EXERCISE DESCRIPTION: From the first line to the last, retype the data below exactly.

Start of EXCERPTED RECORDS

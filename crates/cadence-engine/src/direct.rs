use std::collections::HashMap;
use std::sync::Arc;

use cadence_core::hash::item_id;
use cadence_core::{
    Category, DateRange, Fidelity, Priority, RawItem, SourceRef, SourceType, SummaryDocument,
    SummaryItem,
};

use crate::categorize::{CategorizeRequest, Categorizer, Classification};
use crate::collect::{collect_all, CollectOptions, Collector};
use crate::report::{Warning, WarningKind};

/// Classification used when the categorizer gives no answer for an item.
pub const FALLBACK_CATEGORY: Category = Category::Engineering;
pub const FALLBACK_PRIORITY: Priority = Priority::P2;

/// Build a daily document straight from the collectors.
///
/// Collector and categorizer failures degrade the result and are returned as
/// warnings; this never fails.
pub async fn generate_direct(
    period: &str,
    range: DateRange,
    collectors: &[Arc<dyn Collector>],
    categorizer: &dyn Categorizer,
    generated_at: String,
) -> (SummaryDocument, Vec<Warning>) {
    let collection = collect_all(collectors, CollectOptions { range }).await;
    let mut warnings = collection.warnings;

    let requests: Vec<CategorizeRequest> = collection
        .items
        .iter()
        .map(|(source, item)| CategorizeRequest {
            source: *source,
            title: item.title.clone(),
            description: item.description.clone(),
        })
        .collect();

    let mut classified: HashMap<usize, Classification> = HashMap::new();
    if !requests.is_empty() {
        match categorizer.categorize(&requests).await {
            Ok(classifications) => {
                // First answer per in-range index wins.
                for c in classifications {
                    if c.index < requests.len() {
                        classified.entry(c.index).or_insert(c);
                    }
                }
                let missing = requests.len() - classified.len();
                if missing > 0 {
                    tracing::warn!(period, missing, "categorizer skipped items");
                    warnings.push(Warning::new(
                        WarningKind::CategorizationFailure,
                        format!(
                            "no classification for {missing} of {} items; using {}/{}",
                            requests.len(),
                            FALLBACK_CATEGORY,
                            FALLBACK_PRIORITY
                        ),
                    ));
                }
            }
            Err(e) => {
                tracing::warn!(period, error = %e, "categorization failed, using defaults");
                warnings.push(Warning::new(
                    WarningKind::CategorizationFailure,
                    format!("{e}; using {FALLBACK_CATEGORY}/{FALLBACK_PRIORITY} for all items"),
                ));
            }
        }
    }

    let mut doc = SummaryDocument::new(Fidelity::Daily, period, range, generated_at);
    for (index, (source, raw)) in collection.items.into_iter().enumerate() {
        doc.push(summary_item(source, raw, classified.remove(&index)));
    }
    doc.collection_status = collection.statuses;
    doc.refresh_stats();
    (doc, warnings)
}

fn summary_item(source: SourceType, raw: RawItem, class: Option<Classification>) -> SummaryItem {
    let (category, priority, action_item, summary) = match class {
        Some(c) => (c.category, c.priority, c.is_action_item, c.summary),
        None => (FALLBACK_CATEGORY, FALLBACK_PRIORITY, false, None),
    };
    SummaryItem {
        id: raw
            .id
            .filter(|id| !id.trim().is_empty())
            .unwrap_or_else(|| item_id(source, &raw.title, raw.date)),
        title: raw.title,
        description: raw.description,
        category,
        priority,
        date: raw.date,
        sources: vec![SourceRef {
            source_type: source,
            url: raw.url,
            title: None,
        }],
        todo: raw.todo,
        action_item,
        summary,
    }
}
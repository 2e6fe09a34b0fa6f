use time::Date;

use crate::period::format_date;
use crate::types::SourceType;

/// Stable id for an item the collector did not name:
/// `blake3(source|title|date)` → first 16 hex chars.
pub fn item_id(source: SourceType, title: &str, date: Date) -> String {
    let key = format!("{}|{}|{}", source, title.trim(), format_date(date));
    let hash = blake3::hash(key.as_bytes());
    hash.to_hex()[..16].to_string()
}

#[cfg(test)]
mod tests {
    use super::*;
    use crate::period::parse_date;

    #[test]
    fn item_id_is_deterministic() {
        let date = parse_date("2025-01-15").unwrap();
        let a = item_id(SourceType::Github, "Merge PR #12", date);
        let b = item_id(SourceType::Github, "Merge PR #12 ", date);
        assert_eq!(a, b);
        assert_eq!(a.len(), 16);
        assert!(a.chars().all(|c| c.is_ascii_hexdigit()));
    }

    #[test]
    fn item_id_differs_per_source_and_date() {
        let date = parse_date("2025-01-15").unwrap();
        let next = parse_date("2025-01-16").unwrap();
        let a = item_id(SourceType::Github, "Deploy", date);
        assert_ne!(a, item_id(SourceType::Slack, "Deploy", date));
        assert_ne!(a, item_id(SourceType::Github, "Deploy", next));
    }
}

End of EXCERPTED RECORDS

ANSWER SECTION:
filename crates/cadence-engine/src/direct.rs
use std::collections::HashMap;
use std::sync::Arc;

use cadence_core::hash::item_id;
use cadence_core::{
    Category, DateRange, Fidelity, Priority, RawItem, SourceRef, SourceType, SummaryDocument,
    SummaryItem,
};

use crate::categorize::{CategorizeRequest, Categorizer, Classification};
use crate::collect::{collect_all, CollectOptions, Collector};
use crate::report::{Warning, WarningKind};

/// Classification used when the categorizer gives no answer for an item.
pub const FALLBACK_CATEGORY: Category = Category::Engineering;
pub const FALLBACK_PRIORITY: Priority = Priority::P2;

/// Build a daily document straight from the collectors.
///
/// Collector and categorizer failures degrade the result and are returned as
/// warnings; this never fails.
pub async fn generate_direct(
    period: &str,
    range: DateRange,
    collectors: &[Arc<dyn Collector>],
    categorizer: &dyn Categorizer,
    generated_at: String,
) -> (SummaryDocument, Vec<Warning>) {
    let collection = collect_all(collectors, CollectOptions { range }).await;
    let mut warnings = collection.warnings;

    let requests: Vec<CategorizeRequest> = collection
        .items
        .iter()
        .map(|(source, item)| CategorizeRequest {
            source: *source,
            title: item.title.clone(),
            description: item.description.clone(),
        })
        .collect();

    let mut classified: HashMap<usize, Classification> = HashMap::new();
    if !requests.is_empty() {
        match categorizer.categorize(&requests).await {
            Ok(classifications) => {
                // First answer per in-range index wins.
                for c in classifications {
                    if c.index < requests.len() {
                        classified.entry(c.index).or_insert(c);
                    }
                }
                let missing = requests.len() - classified.len();
                if missing > 0 {
                    tracing::warn!(period, missing, "categorizer skipped items");
                    warnings.push(Warning::new(
                        WarningKind::CategorizationFailure,
                        format!(
                            "no classification for {missing} of {} items; using {}/{}",
                            requests.len(),
                            FALLBACK_CATEGORY,
                            FALLBACK_PRIORITY
                        ),
                    ));
                }
            }
            Err(e) => {
                tracing::warn!(period, error = %e, "categorization failed, using defaults");
                warnings.push(Warning::new(
                    WarningKind::CategorizationFailure,
                    format!("{e}; using {FALLBACK_CATEGORY}/{FALLBACK_PRIORITY} for all items"),
                ));
            }
        }
    }

    let mut doc = SummaryDocument::new(Fidelity::Daily, period, range, generated_at);
    for (index, (source, raw)) in collection.items.into_iter().enumerate() {
        doc.push(summary_item(source, raw, classified.remove(&index)));
    }
    doc.collection_status = collection.statuses;
    doc.refresh_stats();
    (doc, warnings)
}

fn summary_item(source: SourceType, raw: RawItem, class: Option<Classification>) -> SummaryItem {
    let (category, priority, action_item, summary) = match class {
        Some(c) => (c.category, c.priority, c.is_action_item, c.summary),
        None => (FALLBACK_CATEGORY, FALLBACK_PRIORITY, false, None),
    };
    SummaryItem {
        id: raw
            .id
            .filter(|id| !id.trim().is_empty())
            .unwrap_or_else(|| item_id(source, &raw.title, raw.date)),
        title: raw.title,
        description: raw.description,
        category,
        priority,
        date: raw.date,
        sources: vec![SourceRef {
            source_type: source,
            url: raw.url,
            title: None,
        }],
        todo: raw.todo,
        action_item,
        summary,
    }
}
repository 2e6fe09a34b0fa6f
use time::Date;

use crate::period::format_date;
use crate::types::SourceType;

/// Stable id for an item the collector did not name:
/// `blake3(source|title|date)` → first 16 hex chars.
pub fn item_id(source: SourceType, title: &str, date: Date) -> String {
    let key = format!("{}|{}|{}", source, title.trim(), format_date(date));
    let hash = blake3::hash(key.as_bytes());
    hash.to_hex()[..16].to_string()
}

#[cfg(test)]
mod tests {
    use super::*;
    use crate::period::parse_date;

    #[test]
    fn item_id_is_deterministic() {
        let date = parse_date("2025-01-15").unwrap();
        let a = item_id(SourceType::Github, "Merge PR #12", date);
        let b = item_id(SourceType::Github, "Merge PR #12 ", date);
        assert_eq!(a, b);
        assert_eq!(a.len(), 16);
        assert!(a.chars().all(|c| c.is_ascii_hexdigit()));
    }

    #[test]
    fn item_id_differs_per_source_and_date() {
        let date = parse_date("2025-01-15").unwrap();
        let next = parse_date("2025-01-16").unwrap();
        let a = item_id(SourceType::Github, "Deploy", date);
        assert_ne!(a, item_id(SourceType::Slack, "Deploy", date));
        assert_ne!(a, item_id(SourceType::Github, "Deploy", next));
    }
}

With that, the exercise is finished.